I’m a gaming hobo. While my bindle is digital, I’d still like to pretend it resembles a red and white handkerchief slung over my shoulder as I meander from game to game, from genre to genre, in search of “home.” I’ve pondered the aspects of my nomadic rambling before, dueling fanboys and pragmatists, while defending my position that I’m not a picky whiner but someone in search of a gaming identity. Realization of my search came a few years ago, when it hit me that it just didn’t make sense to play Quake III when Quake II was so much better. Good luck justifying that epiphany to the collective crowd that is mainstream gaming; according to the groupthink, “it’s better because it’s new, and you’re a grognard if you can’t adapt.” I never really earned the “gamer” title because I couldn’t fall in love with anything put in front of me.
I don’t consider myself a gamer; I consider myself someone who does things, and sometimes plays games. I read and talk and write about them more than I actually play them; I’m a fan of the ideal, the hype, the promise. I’ve argued design theory with masters of code to the point of profanity, but when the games finally hit shelves, all I could do was read the box quotes, shrug my shoulders, and wait for the Next Big Thing.

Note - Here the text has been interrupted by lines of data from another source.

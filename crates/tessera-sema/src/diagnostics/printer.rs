//! Builder-pattern printer for rendering diagnostics.

use std::fmt::Write;

use annotate_snippets::{AnnotationKind, Group, Level, Renderer, Snippet};
use rowan::TextRange;

use super::Diagnostics;
use super::message::Severity;

/// Builder for rendering diagnostics with various options.
pub struct DiagnosticsPrinter<'d, 's> {
    diagnostics: &'d Diagnostics,
    source: Option<&'s str>,
    path: Option<&'s str>,
    colored: bool,
}

impl<'d, 's> DiagnosticsPrinter<'d, 's> {
    pub fn new(diagnostics: &'d Diagnostics) -> Self {
        Self {
            diagnostics,
            source: None,
            path: None,
            colored: false,
        }
    }

    pub fn source(mut self, source: &'s str) -> Self {
        self.source = Some(source);
        self
    }

    pub fn path(mut self, path: &'s str) -> Self {
        self.path = Some(path);
        self
    }

    pub fn colored(mut self, value: bool) -> Self {
        self.colored = value;
        self
    }

    pub fn render(&self) -> String {
        let mut out = String::new();
        self.format(&mut out).expect("String write never fails");
        out
    }

    pub fn format(&self, w: &mut impl Write) -> std::fmt::Result {
        let Some(source) = self.source else {
            return self.format_plain(w);
        };

        if self.diagnostics.is_empty() {
            return Ok(());
        }

        let renderer = if self.colored {
            Renderer::styled()
        } else {
            Renderer::plain()
        };

        for (i, diag) in self.diagnostics.iter().enumerate() {
            let range = adjust_range(diag.range, source.len());

            let mut snippet = Snippet::source(source).line_start(1).annotation(
                AnnotationKind::Primary
                    .span(range.clone())
                    .label(&diag.message),
            );

            if let Some(p) = self.path {
                snippet = snippet.path(p);
            }

            for related in &diag.related {
                snippet = snippet.annotation(
                    AnnotationKind::Context
                        .span(adjust_range(related.range, source.len()))
                        .label(&related.message),
                );
            }

            let level = severity_to_level(diag.severity());
            let mut report: Vec<Group> =
                vec![level.primary_title(&diag.message).element(snippet)];

            for hint in &diag.hints {
                report.push(Group::with_title(Level::HELP.secondary_title(hint)));
            }

            if i > 0 {
                w.write_char('\n')?;
            }
            write!(w, "{}", renderer.render(&report))?;
        }

        Ok(())
    }

    fn format_plain(&self, w: &mut impl Write) -> std::fmt::Result {
        for (i, diag) in self.diagnostics.iter().enumerate() {
            if i > 0 {
                w.write_char('\n')?;
            }
            write!(w, "{}", diag)?;
        }
        Ok(())
    }
}

fn severity_to_level(severity: Severity) -> Level<'static> {
    match severity {
        Severity::Error => Level::ERROR,
        Severity::Warning => Level::WARNING,
    }
}

fn adjust_range(range: TextRange, limit: usize) -> std::ops::Range<usize> {
    let start: usize = range.start().into();
    let end: usize = range.end().into();

    if start == end {
        return start..(start + 1).min(limit);
    }

    start..end
}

I know I’m not alone. I’ve seen entire tribes of refugees during my travels, people fixated on one dead game or another. There are die-hard Ultima Online fans, SubSpace freaks and Fallout geeks. As the Great City of Gaming builds itself on top of its history, an undercurrent of homeless gamers wander between high-poly games, in search of their previous gaming peak. Rarely do they find it. The tribes converge from time to time, occasionally trading stories, their artifacts from ages past. The common theme is always the same: Where’s home?
So many games are going by the wayside that even The Great Ones are starting to fall off the map. As with anything great, it’s hard for us to say goodbye. The games become a strange version of home, a personal place into which people channel themselves. And the ones without crap on the walls are hard to let go, because you’re never quite sure when the next one you’d show off to your friends is going to come around.
Some people have just given up. They’re the disgruntled faction of “classic gamers” that peaked during an ancient era and refuse to modernize, whether it’s because of an objection to new commercialism, the new emphasis of graphics over content, or to a controller with more buttons than an arbitrary figure they’ve allotted in their heads. They’re the old timers of gaming, the people who liked it better when “then” was “now,” and make no bones about telling everyone why.
The online era has only made things worse. Other hobos can now congregate and lament over new games together, and even delve into those ultra-addictive MMOGs, only to be left wanting months later. A few lucky ones find what it is they’re looking for; World of Warcraft (WoW) has garnered numbers like nothing else, which has injected hope into the ranks of a surprisingly optimistic crowd. Curmudgeons rule the community, but the majority of gamers are more than willing to give anything a chance. They were genuinely interested in Molyneux’s Fable, even though it didn’t meet anyone’s expectations. You can’t find home without searching, or so the vibe goes.
Finding a game to love is definitely not hopeless for anyone. Companies are beginning to realize people had good ideas beyond, “Hey! Let’s add polygons to that!” and are re-envisioning old classics in some form or another. Bethesda Softworks owns the rights to the Fallout license, which should elicit a collective deafening cry of joy from every fan community in the world. The Bard’s Tale remake sent a wave of jubilation through many circles, rippling from deep within central communities. And while many of my fellow hobos might not want to admit it, good games have been made since the late ’90s. Vampire: The Masquerade – Bloodlines by the now-defunct developer Troika is guaranteed to bring some new refugees into the mix. Katamari Damacy has brought jaded gamers out in droves, all tittering over how much fun they’re having.
Maybe Katamari Damacy is the secret. It’s not all that deep – you run around with a giant ball of stuff which you convert into a bigger ball of stuff. It’s simple, it’s fun, and most importantly, it’s new. We hobos understand it’s hard to go home again, but finding a new place to dwell is almost as exciting as taking off your boots in familiar territory. Strange innovations from the Orient might just usher in a new era of gaming for the old school. Maybe it’s only because it’s hard to have an old school mentality toward novelties previously untouched by Western hands. Or maybe those same novelties are created by groups who know how to instill spirit into games instead of just the standard “more is better” formula.
The revolving door of the gaming homeless never stops spinning, each generation of consoles and video cards sucking in new hopefuls and spitting out disoriented derelicts just looking for “not Halo 2, damn it!” The horde is finally getting big enough to collapse upon itself; sharp developers are beginning to listen to our beleaguered cries. As I continue shuffling around, I bump into other zombies like me, some of them occasionally lighting up, snapping out of their melancholy like a coma victim emerging from the ether of the subconscious, discovering their latest place to squat for a time, or even taking up residence with a new lease on their gaming lives. These awakenings leave me wondering, when is it my turn?